The plant’s restart was put on hold twice, due to a compressor issue and a minor nitric acid spill on site.
According to the explosives manufacturer the ammonia and ammonium nitrate plant closures "are estimated to have impacted earning before interest and tax by approximately $90 million this financial year".
The closures also negatively affected the Hunter Valley’s mining operations, as it caused a shortage of explosives.
Orica came under fire form the EPA and community groups over the initial and subsequent spills from its Kooragang Island, Port Botany, and Port Kembla plants.
Following these spills the EPA introduced more stringent environmental reporting laws.
Despite concerns over the initial 8 August spill, the EPA has since revised the results of its earlier sample.
The revised swab results and resulting estimates of the chromium six emissions at the Kooragang Island site were reportedly significantly less than those originally published after the initial leak.

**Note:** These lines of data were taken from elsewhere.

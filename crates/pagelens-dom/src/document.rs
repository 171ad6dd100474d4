//! Arena-backed document tree.
//!
//! Nodes live in a flat vector and refer to each other by [`NodeId`].
//! Removing a node only unlinks it from its parent; the payload stays in the
//! arena so ids held by callers never dangle. Callers that mutate while
//! walking must snapshot child lists first (`children(..).to_vec()`).

use pagelens_protocols::DomError;

use crate::node::{Attribute, ElementData, Namespace, NodeData, NodeId, NodeKind};

/// A mutable DOM-like tree.
#[derive(Debug, Clone)]
pub struct Document {
    nodes: Vec<NodeData>,
    root: NodeId,
}

impl Default for Document {
    fn default() -> Self {
        Self::new()
    }
}

impl Document {
    /// Create an empty document containing only the document node.
    pub fn new() -> Self {
        Self {
            nodes: vec![NodeData::new(NodeKind::Document)],
            root: NodeId(0),
        }
    }

    pub fn root(&self) -> NodeId {
        self.root
    }

    /// Number of nodes ever allocated, attached or not.
    pub fn arena_len(&self) -> usize {
        self.nodes.len()
    }

    fn node(&self, id: NodeId) -> Result<&NodeData, DomError> {
        self.nodes.get(id.0).ok_or(DomError::NodeNotFound(id.0))
    }

    fn node_mut(&mut self, id: NodeId) -> Result<&mut NodeData, DomError> {
        self.nodes.get_mut(id.0).ok_or(DomError::NodeNotFound(id.0))
    }

    fn push(&mut self, kind: NodeKind) -> NodeId {
        self.nodes.push(NodeData::new(kind));
        NodeId(self.nodes.len() - 1)
    }

    // ========================================================================
    // Creation
    // ========================================================================

    pub fn create_element(&mut self, name: &str, namespace: Namespace) -> NodeId {
        self.push(NodeKind::Element(ElementData::new(name, namespace)))
    }

    pub fn create_text(&mut self, text: impl Into<String>) -> NodeId {
        self.push(NodeKind::Text(text.into()))
    }

    pub fn create_comment(&mut self, text: impl Into<String>) -> NodeId {
        self.push(NodeKind::Comment(text.into()))
    }

    pub fn create_doctype(&mut self, name: impl Into<String>) -> NodeId {
        self.push(NodeKind::Doctype(name.into()))
    }

    // ========================================================================
    // Inspection
    // ========================================================================

    pub fn kind(&self, id: NodeId) -> Option<&NodeKind> {
        self.nodes.get(id.0).map(|node| &node.kind)
    }

    pub fn element(&self, id: NodeId) -> Option<&ElementData> {
        match self.kind(id) {
            Some(NodeKind::Element(element)) => Some(element),
            _ => None,
        }
    }

    pub fn element_mut(&mut self, id: NodeId) -> Option<&mut ElementData> {
        match self.nodes.get_mut(id.0).map(|node| &mut node.kind) {
            Some(NodeKind::Element(element)) => Some(element),
            _ => None,
        }
    }

    fn element_or_err(&mut self, id: NodeId) -> Result<&mut ElementData, DomError> {
        match &mut self.node_mut(id)?.kind {
            NodeKind::Element(element) => Ok(element),
            _ => Err(DomError::NotAnElement(id.0)),
        }
    }

    pub fn is_element(&self, id: NodeId) -> bool {
        self.element(id).is_some()
    }

    pub fn is_text(&self, id: NodeId) -> bool {
        matches!(self.kind(id), Some(NodeKind::Text(_)))
    }

    pub fn is_comment(&self, id: NodeId) -> bool {
        matches!(self.kind(id), Some(NodeKind::Comment(_)))
    }

    /// Lowercase local name of an element.
    pub fn tag_name(&self, id: NodeId) -> Option<&str> {
        self.element(id).map(|element| element.name.as_str())
    }

    pub fn has_tag(&self, id: NodeId, tags: &[&str]) -> bool {
        self.tag_name(id).is_some_and(|name| tags.contains(&name))
    }

    pub fn parent(&self, id: NodeId) -> Option<NodeId> {
        self.nodes.get(id.0).and_then(|node| node.parent)
    }

    /// Child list; empty for unknown ids.
    pub fn children(&self, id: NodeId) -> &[NodeId] {
        self.nodes
            .get(id.0)
            .map(|node| node.children.as_slice())
            .unwrap_or(&[])
    }

    /// Element children only, in order.
    pub fn element_children(&self, id: NodeId) -> Vec<NodeId> {
        self.children(id)
            .iter()
            .copied()
            .filter(|child| self.is_element(*child))
            .collect()
    }

    pub fn child_element_count(&self, id: NodeId) -> usize {
        self.children(id)
            .iter()
            .filter(|child| self.is_element(**child))
            .count()
    }

    /// Whether `id` is still reachable from the document node.
    pub fn is_attached(&self, id: NodeId) -> bool {
        let mut current = Some(id);
        while let Some(node) = current {
            if node == self.root {
                return true;
            }
            current = self.parent(node);
        }
        false
    }

    fn is_ancestor_or_self(&self, ancestor: NodeId, node: NodeId) -> bool {
        let mut current = Some(node);
        while let Some(candidate) = current {
            if candidate == ancestor {
                return true;
            }
            current = self.parent(candidate);
        }
        false
    }

    /// Pre-order walk starting at (and including) `id`.
    pub fn descendants(&self, id: NodeId) -> Vec<NodeId> {
        let mut order = Vec::new();
        let mut stack = vec![id];
        while let Some(node) = stack.pop() {
            if node.0 >= self.nodes.len() {
                continue;
            }
            order.push(node);
            stack.extend(self.children(node).iter().rev().copied());
        }
        order
    }

    /// Elements in the subtree, pre-order.
    pub fn descendant_elements(&self, id: NodeId) -> Vec<NodeId> {
        self.descendants(id)
            .into_iter()
            .filter(|node| self.is_element(*node))
            .collect()
    }

    /// Elements in the subtree whose tag is one of `tags`, in document order.
    pub fn elements_by_tag(&self, scope: NodeId, tags: &[&str]) -> Vec<NodeId> {
        self.descendants(scope)
            .into_iter()
            .filter(|node| self.has_tag(*node, tags))
            .collect()
    }

    /// First element in document order matching `predicate`.
    pub fn find_element<F>(&self, predicate: F) -> Option<NodeId>
    where
        F: Fn(&ElementData) -> bool,
    {
        self.descendants(self.root)
            .into_iter()
            .find(|node| self.element(*node).is_some_and(&predicate))
    }

    /// The first `body` element.
    pub fn body(&self) -> Option<NodeId> {
        self.find_element(|element| element.is_html() && element.name == "body")
    }

    /// Element carrying the HTML `id` attribute `html_id`.
    pub fn element_by_html_id(&self, html_id: &str) -> Option<NodeId> {
        self.find_element(|element| element.attribute("id") == Some(html_id))
    }

    // ========================================================================
    // Attributes
    // ========================================================================

    pub fn attribute(&self, id: NodeId, name: &str) -> Option<&str> {
        self.element(id).and_then(|element| element.attribute(name))
    }

    pub fn has_attribute(&self, id: NodeId, name: &str) -> bool {
        self.attribute(id, name).is_some()
    }

    pub fn attributes(&self, id: NodeId) -> &[Attribute] {
        self.element(id)
            .map(|element| element.attributes.as_slice())
            .unwrap_or(&[])
    }

    pub fn set_attribute(
        &mut self,
        id: NodeId,
        name: &str,
        value: impl Into<String>,
    ) -> Result<(), DomError> {
        self.element_or_err(id)?.set_attribute(name, value);
        Ok(())
    }

    pub fn remove_attribute(&mut self, id: NodeId, name: &str) -> Result<Option<String>, DomError> {
        Ok(self.element_or_err(id)?.remove_attribute(name))
    }

    // ========================================================================
    // Text
    // ========================================================================

    /// Concatenated text of all descendant text nodes.
    pub fn text_content(&self, id: NodeId) -> String {
        let mut text = String::new();
        for node in self.descendants(id) {
            if let Some(NodeKind::Text(content)) = self.kind(node) {
                text.push_str(content);
            }
        }
        text
    }

    /// Any descendant text that is not whitespace.
    pub fn has_text(&self, id: NodeId) -> bool {
        self.descendants(id).into_iter().any(|node| {
            matches!(self.kind(node), Some(NodeKind::Text(content)) if !content.trim().is_empty())
        })
    }

    /// Any direct child text node that is not whitespace.
    pub fn has_direct_text(&self, id: NodeId) -> bool {
        self.children(id).iter().any(|child| {
            matches!(self.kind(*child), Some(NodeKind::Text(content)) if !content.trim().is_empty())
        })
    }

    // ========================================================================
    // Mutation
    // ========================================================================

    /// Unlink a node from its parent. No-op for detached nodes.
    pub fn detach(&mut self, id: NodeId) -> Result<(), DomError> {
        let Some(parent) = self.node(id)?.parent else {
            return Ok(());
        };
        self.node_mut(parent)?.children.retain(|child| *child != id);
        self.node_mut(id)?.parent = None;
        Ok(())
    }

    fn check_insertion(&self, parent: NodeId, child: NodeId) -> Result<(), DomError> {
        match self.node(parent)?.kind {
            NodeKind::Text(_) | NodeKind::Comment(_) | NodeKind::Doctype(_) => {
                return Err(DomError::InvalidOperation(format!(
                    "node {} cannot have children",
                    parent.0
                )));
            }
            _ => {}
        }
        self.node(child)?;
        if self.is_ancestor_or_self(child, parent) {
            return Err(DomError::InvalidOperation(format!(
                "inserting node {} into its own subtree",
                child.0
            )));
        }
        Ok(())
    }

    /// Move `child` to the end of `parent`'s children.
    pub fn append_child(&mut self, parent: NodeId, child: NodeId) -> Result<(), DomError> {
        self.check_insertion(parent, child)?;
        self.detach(child)?;
        self.node_mut(parent)?.children.push(child);
        self.node_mut(child)?.parent = Some(parent);
        Ok(())
    }

    /// Move `child` into `parent` right before `reference`.
    pub fn insert_before(
        &mut self,
        parent: NodeId,
        child: NodeId,
        reference: NodeId,
    ) -> Result<(), DomError> {
        if child == reference {
            return Ok(());
        }
        self.check_insertion(parent, child)?;
        if self.parent(reference) != Some(parent) {
            return Err(DomError::NotAChild(reference.0, parent.0));
        }
        self.detach(child)?;
        let siblings = &mut self.node_mut(parent)?.children;
        let position = siblings
            .iter()
            .position(|sibling| *sibling == reference)
            .ok_or(DomError::NotAChild(reference.0, parent.0))?;
        siblings.insert(position, child);
        self.node_mut(child)?.parent = Some(parent);
        Ok(())
    }

    /// Put `new_child` where `old_child` was and detach `old_child`.
    pub fn replace_child(
        &mut self,
        parent: NodeId,
        new_child: NodeId,
        old_child: NodeId,
    ) -> Result<(), DomError> {
        self.insert_before(parent, new_child, old_child)?;
        if new_child != old_child {
            self.detach(old_child)?;
        }
        Ok(())
    }

    // ========================================================================
    // Cloning
    // ========================================================================

    /// Deep-copy `node` from `source` into this document, detached.
    ///
    /// `annotate` sees every copied element together with the id of its
    /// source node, so callers can decorate the copy without touching the
    /// source.
    pub fn import_subtree<F>(
        &mut self,
        source: &Document,
        node: NodeId,
        mut annotate: F,
    ) -> Result<NodeId, DomError>
    where
        F: FnMut(NodeId, &mut ElementData),
    {
        let copy_root = self.import_node(source, node, &mut annotate)?;
        let mut stack = vec![(node, copy_root)];
        while let Some((source_node, copy)) = stack.pop() {
            for &child in source.children(source_node) {
                let child_copy = self.import_node(source, child, &mut annotate)?;
                self.node_mut(copy)?.children.push(child_copy);
                self.node_mut(child_copy)?.parent = Some(copy);
                stack.push((child, child_copy));
            }
        }
        Ok(copy_root)
    }

    fn import_node<F>(
        &mut self,
        source: &Document,
        node: NodeId,
        annotate: &mut F,
    ) -> Result<NodeId, DomError>
    where
        F: FnMut(NodeId, &mut ElementData),
    {
        let mut kind = source.node(node)?.kind.clone();
        if let NodeKind::Element(element) = &mut kind {
            annotate(node, element);
        }
        Ok(self.push(kind))
    }
}

#[cfg(test)]
#[path = "document_tests.rs"]
mod tests;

Original estimates put the spill at between ten kilograms and 20 kilograms, however the new test have corrected this to only one kilogram, or approximately 35 grams to 60 grams of chromium six spread across the Stockton area.
These new results have not changed the focus of the company.
Graeme Liebelt, Orica’s chief, said "these revised figures do not change the fact that we had an incident at Kooragang Island that we deeply regret.
"We have acknowledged that our response at the time was not what the community expected and we are working hard to regain trust and improve our communications."